▶ _WHAT IS NEEDED_
In how many lines of the listing does the word "core" appear? Reply with the number only.

::::::

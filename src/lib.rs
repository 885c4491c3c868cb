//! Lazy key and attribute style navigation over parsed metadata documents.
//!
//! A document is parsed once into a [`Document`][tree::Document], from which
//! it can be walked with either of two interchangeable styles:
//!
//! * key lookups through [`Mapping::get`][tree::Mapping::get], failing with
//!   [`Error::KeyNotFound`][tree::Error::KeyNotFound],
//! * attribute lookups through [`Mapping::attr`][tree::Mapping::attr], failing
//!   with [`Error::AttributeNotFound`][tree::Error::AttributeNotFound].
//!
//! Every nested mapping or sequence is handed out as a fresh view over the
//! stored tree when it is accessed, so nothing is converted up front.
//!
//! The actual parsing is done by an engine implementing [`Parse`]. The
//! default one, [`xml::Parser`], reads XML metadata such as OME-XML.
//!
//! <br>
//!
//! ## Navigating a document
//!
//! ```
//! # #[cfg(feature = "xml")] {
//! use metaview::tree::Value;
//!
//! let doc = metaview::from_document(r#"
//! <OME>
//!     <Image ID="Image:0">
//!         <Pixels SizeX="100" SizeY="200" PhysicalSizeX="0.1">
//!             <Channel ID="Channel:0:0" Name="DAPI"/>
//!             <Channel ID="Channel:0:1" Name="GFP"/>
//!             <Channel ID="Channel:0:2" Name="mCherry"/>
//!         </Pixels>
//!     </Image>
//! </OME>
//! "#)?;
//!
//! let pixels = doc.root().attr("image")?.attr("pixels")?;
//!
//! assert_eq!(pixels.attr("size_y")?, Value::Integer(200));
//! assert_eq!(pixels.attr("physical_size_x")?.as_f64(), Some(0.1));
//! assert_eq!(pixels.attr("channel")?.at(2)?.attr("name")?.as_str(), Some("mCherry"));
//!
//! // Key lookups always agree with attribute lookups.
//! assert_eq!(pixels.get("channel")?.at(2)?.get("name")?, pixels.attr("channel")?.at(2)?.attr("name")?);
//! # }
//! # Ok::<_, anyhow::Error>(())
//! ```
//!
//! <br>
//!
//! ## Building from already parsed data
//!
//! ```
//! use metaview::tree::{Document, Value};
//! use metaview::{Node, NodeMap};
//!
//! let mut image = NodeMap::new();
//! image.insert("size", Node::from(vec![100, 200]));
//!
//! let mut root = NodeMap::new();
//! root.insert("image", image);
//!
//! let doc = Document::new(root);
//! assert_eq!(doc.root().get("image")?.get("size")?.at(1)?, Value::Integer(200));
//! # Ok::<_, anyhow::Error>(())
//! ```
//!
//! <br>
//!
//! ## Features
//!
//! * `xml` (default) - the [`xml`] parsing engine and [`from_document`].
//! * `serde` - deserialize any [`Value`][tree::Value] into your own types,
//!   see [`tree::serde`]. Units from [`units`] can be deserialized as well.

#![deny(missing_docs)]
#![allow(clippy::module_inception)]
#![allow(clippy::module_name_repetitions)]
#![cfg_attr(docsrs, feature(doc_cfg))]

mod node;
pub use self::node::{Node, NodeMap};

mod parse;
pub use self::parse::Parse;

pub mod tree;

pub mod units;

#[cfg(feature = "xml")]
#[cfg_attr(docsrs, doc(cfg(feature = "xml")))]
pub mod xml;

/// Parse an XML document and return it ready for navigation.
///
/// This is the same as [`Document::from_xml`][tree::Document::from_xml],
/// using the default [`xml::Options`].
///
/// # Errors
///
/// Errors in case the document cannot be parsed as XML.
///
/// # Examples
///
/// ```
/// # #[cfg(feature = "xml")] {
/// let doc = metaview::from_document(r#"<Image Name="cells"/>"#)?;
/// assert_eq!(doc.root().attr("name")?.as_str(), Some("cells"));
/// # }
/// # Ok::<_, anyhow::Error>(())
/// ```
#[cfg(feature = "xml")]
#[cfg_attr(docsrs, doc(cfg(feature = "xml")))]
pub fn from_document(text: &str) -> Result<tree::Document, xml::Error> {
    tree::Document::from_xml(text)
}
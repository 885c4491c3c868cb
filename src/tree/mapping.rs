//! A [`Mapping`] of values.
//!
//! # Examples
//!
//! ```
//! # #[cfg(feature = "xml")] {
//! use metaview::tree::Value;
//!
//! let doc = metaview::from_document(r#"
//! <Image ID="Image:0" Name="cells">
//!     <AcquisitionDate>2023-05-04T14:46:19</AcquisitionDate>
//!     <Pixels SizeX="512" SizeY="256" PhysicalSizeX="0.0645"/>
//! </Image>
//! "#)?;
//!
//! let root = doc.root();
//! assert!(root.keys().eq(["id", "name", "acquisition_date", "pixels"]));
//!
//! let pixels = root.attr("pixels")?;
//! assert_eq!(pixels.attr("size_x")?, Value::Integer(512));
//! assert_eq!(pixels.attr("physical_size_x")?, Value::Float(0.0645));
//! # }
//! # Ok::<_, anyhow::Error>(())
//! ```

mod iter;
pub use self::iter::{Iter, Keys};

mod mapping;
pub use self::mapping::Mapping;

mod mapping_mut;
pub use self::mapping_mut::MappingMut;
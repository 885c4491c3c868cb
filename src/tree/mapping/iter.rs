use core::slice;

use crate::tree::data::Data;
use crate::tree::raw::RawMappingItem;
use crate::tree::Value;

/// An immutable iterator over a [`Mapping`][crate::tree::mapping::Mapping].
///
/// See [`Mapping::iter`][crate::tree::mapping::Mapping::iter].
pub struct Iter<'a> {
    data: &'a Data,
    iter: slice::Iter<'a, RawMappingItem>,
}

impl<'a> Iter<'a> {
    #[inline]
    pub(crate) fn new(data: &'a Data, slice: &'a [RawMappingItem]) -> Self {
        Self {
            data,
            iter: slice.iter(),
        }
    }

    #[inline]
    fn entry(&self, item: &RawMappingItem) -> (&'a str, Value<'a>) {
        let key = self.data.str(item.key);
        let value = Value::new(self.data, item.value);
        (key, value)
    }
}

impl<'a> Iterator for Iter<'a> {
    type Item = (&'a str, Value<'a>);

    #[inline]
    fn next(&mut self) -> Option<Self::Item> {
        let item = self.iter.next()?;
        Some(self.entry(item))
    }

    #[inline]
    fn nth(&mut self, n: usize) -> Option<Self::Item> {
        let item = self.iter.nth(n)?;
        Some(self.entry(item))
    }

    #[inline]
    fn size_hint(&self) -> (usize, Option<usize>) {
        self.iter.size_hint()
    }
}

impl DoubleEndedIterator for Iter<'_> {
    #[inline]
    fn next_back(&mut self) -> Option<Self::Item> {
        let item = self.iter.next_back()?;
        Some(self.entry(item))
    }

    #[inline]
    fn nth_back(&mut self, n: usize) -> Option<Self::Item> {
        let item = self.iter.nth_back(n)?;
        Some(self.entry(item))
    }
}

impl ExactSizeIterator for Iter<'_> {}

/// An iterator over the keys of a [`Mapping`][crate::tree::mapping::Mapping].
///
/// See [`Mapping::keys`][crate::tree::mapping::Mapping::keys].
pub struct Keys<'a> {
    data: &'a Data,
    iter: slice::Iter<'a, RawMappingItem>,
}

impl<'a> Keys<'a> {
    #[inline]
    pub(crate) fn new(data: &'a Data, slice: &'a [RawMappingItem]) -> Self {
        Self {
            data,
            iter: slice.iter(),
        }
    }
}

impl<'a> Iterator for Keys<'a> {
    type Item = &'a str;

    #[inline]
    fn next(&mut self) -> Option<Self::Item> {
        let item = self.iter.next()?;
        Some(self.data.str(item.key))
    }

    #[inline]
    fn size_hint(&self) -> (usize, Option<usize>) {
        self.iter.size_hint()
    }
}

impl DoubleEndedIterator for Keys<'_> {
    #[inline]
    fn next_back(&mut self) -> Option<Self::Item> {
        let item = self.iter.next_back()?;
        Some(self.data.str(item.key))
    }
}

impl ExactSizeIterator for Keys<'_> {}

::::::

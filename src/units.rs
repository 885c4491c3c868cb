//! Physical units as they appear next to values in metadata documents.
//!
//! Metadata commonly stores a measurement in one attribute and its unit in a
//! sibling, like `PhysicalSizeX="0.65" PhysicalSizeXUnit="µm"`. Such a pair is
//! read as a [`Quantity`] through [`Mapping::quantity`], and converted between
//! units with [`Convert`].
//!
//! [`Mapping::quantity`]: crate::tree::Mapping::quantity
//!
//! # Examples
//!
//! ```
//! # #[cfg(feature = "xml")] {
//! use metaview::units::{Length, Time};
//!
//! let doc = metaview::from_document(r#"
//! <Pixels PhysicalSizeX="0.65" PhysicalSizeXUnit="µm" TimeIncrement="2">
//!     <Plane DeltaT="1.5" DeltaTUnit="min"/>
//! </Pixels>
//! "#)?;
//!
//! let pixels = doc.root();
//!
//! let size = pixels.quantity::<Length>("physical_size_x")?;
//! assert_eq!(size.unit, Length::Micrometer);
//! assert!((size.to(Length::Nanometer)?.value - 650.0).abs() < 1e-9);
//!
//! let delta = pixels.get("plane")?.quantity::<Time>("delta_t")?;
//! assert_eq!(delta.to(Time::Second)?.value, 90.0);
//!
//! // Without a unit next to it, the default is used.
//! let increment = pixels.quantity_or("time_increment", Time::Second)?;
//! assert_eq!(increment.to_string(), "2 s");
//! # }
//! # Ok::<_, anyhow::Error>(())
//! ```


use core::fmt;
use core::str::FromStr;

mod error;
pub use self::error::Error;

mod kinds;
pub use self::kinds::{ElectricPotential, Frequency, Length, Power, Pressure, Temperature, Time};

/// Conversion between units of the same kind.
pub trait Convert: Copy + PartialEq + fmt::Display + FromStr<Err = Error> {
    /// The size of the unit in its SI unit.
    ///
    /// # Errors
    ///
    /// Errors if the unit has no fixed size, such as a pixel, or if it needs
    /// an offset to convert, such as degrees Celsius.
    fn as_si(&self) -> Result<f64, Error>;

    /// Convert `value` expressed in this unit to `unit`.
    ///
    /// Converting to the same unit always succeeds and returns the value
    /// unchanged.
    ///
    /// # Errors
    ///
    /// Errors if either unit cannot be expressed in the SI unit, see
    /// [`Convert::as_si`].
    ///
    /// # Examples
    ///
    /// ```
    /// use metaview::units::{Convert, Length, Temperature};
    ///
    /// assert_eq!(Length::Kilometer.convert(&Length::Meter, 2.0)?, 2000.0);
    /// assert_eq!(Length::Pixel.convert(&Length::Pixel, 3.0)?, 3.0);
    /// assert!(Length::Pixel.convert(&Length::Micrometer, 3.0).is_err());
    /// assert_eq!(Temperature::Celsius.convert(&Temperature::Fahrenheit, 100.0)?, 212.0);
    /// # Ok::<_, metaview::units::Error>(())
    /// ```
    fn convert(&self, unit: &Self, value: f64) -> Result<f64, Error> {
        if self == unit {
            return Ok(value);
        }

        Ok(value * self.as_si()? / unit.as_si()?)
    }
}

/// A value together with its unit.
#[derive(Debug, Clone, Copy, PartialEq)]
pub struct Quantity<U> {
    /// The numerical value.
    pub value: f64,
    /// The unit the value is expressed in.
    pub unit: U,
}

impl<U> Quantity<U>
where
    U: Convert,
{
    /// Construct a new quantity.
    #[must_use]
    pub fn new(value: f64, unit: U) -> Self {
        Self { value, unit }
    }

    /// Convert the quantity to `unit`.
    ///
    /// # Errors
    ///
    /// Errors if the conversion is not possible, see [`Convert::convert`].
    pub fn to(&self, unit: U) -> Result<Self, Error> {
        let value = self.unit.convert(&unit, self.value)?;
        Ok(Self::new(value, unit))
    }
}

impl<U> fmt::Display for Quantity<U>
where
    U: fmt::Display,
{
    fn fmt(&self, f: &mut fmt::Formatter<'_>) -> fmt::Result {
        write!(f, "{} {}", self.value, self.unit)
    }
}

::::::

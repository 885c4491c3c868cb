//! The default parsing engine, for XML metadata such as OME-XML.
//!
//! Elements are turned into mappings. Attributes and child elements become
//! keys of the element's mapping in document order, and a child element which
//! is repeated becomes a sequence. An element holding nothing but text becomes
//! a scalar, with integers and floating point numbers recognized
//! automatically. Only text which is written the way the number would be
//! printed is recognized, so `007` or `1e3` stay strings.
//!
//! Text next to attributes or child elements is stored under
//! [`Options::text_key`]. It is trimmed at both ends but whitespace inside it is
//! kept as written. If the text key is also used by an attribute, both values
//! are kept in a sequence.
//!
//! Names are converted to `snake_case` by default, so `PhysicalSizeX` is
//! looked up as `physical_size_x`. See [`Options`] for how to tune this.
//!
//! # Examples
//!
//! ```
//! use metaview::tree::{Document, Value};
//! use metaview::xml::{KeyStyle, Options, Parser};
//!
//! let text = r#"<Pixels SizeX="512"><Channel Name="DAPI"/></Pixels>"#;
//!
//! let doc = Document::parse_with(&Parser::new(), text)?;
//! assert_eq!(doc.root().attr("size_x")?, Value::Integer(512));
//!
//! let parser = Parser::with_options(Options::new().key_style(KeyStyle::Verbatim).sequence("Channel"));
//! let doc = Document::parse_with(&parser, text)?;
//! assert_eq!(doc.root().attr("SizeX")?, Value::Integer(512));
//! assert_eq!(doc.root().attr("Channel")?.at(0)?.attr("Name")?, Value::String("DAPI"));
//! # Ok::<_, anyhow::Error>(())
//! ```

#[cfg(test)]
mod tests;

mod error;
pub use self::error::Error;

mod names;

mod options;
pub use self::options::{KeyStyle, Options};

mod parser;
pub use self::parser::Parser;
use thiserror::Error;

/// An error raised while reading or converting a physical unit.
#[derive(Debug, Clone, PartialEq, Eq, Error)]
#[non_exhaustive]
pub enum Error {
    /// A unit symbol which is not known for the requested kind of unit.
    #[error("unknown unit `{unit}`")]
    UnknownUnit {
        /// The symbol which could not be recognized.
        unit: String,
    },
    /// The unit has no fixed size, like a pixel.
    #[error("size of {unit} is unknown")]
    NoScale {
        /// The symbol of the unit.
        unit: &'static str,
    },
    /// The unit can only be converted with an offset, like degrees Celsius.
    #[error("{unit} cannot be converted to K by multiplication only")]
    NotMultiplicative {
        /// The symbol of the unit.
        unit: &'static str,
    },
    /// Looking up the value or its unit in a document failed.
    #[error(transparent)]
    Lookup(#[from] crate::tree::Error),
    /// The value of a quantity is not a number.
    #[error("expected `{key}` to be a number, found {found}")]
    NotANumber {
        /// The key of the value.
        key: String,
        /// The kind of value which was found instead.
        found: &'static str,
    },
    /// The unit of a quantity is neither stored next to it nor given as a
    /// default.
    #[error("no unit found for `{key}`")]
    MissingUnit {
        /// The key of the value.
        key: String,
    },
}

::::::

▶ _ANSWER TO THIS TASK_
3